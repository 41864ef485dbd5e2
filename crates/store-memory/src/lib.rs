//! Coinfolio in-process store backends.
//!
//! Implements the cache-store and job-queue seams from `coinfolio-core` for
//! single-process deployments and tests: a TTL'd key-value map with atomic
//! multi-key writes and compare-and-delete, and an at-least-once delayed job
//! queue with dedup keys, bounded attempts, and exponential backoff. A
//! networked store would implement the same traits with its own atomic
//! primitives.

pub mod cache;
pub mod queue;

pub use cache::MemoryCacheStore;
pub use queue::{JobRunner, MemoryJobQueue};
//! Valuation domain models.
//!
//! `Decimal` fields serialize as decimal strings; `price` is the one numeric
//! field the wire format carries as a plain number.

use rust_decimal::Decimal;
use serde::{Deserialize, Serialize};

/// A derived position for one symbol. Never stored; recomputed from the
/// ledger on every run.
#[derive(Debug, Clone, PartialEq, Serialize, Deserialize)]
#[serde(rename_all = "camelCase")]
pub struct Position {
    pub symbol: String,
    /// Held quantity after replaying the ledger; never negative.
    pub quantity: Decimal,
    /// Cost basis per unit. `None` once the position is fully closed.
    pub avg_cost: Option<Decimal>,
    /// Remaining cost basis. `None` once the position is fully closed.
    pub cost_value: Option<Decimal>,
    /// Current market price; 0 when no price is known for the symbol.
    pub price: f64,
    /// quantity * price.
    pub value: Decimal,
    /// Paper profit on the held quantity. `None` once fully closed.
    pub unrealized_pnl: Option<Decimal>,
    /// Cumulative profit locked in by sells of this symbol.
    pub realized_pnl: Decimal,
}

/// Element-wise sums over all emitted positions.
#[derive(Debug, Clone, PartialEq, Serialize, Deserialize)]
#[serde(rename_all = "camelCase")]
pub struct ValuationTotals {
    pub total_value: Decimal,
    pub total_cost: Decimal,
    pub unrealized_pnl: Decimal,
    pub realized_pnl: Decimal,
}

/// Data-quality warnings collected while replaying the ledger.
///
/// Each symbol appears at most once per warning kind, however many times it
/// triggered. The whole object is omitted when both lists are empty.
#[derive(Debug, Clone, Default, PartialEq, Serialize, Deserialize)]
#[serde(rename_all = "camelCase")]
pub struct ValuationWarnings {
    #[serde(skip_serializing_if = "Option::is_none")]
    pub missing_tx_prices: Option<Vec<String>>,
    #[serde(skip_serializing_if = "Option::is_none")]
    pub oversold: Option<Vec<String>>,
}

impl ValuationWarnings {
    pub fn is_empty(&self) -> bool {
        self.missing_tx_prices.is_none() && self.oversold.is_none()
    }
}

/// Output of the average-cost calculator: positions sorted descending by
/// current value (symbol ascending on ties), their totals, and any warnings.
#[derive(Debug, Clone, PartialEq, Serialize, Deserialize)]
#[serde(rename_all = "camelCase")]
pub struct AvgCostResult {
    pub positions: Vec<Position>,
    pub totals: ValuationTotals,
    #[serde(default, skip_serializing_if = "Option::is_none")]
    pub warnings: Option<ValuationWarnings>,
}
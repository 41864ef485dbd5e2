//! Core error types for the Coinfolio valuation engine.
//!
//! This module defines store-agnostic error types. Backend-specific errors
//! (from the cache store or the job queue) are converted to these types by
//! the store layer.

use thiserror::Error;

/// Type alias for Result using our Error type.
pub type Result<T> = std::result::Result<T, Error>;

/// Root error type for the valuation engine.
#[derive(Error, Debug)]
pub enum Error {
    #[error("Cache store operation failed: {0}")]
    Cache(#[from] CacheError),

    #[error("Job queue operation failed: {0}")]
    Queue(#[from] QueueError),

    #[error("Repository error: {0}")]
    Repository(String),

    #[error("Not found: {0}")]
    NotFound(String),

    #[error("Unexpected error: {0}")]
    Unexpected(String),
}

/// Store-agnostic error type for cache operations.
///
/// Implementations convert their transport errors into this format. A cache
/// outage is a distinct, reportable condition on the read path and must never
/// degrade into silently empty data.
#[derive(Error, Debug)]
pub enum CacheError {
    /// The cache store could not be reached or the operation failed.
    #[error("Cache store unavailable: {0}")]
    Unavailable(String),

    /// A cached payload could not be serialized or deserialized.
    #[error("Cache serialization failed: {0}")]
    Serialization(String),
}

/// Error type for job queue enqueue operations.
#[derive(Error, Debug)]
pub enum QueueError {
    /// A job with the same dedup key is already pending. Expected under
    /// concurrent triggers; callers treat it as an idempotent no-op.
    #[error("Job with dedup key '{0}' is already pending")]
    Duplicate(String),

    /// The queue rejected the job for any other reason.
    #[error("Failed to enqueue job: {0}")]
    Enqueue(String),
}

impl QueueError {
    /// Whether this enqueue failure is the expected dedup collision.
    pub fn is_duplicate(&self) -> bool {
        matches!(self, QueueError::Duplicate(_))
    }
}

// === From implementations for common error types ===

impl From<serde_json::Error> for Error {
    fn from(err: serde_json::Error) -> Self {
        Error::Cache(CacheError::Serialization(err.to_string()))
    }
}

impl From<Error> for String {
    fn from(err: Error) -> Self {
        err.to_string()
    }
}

* What this task involves
The answer must consist of each line from the entries that contains the string "operations".

* Output for this task
/// Store-agnostic error type for cache operations.
/// Error type for job queue enqueue operations.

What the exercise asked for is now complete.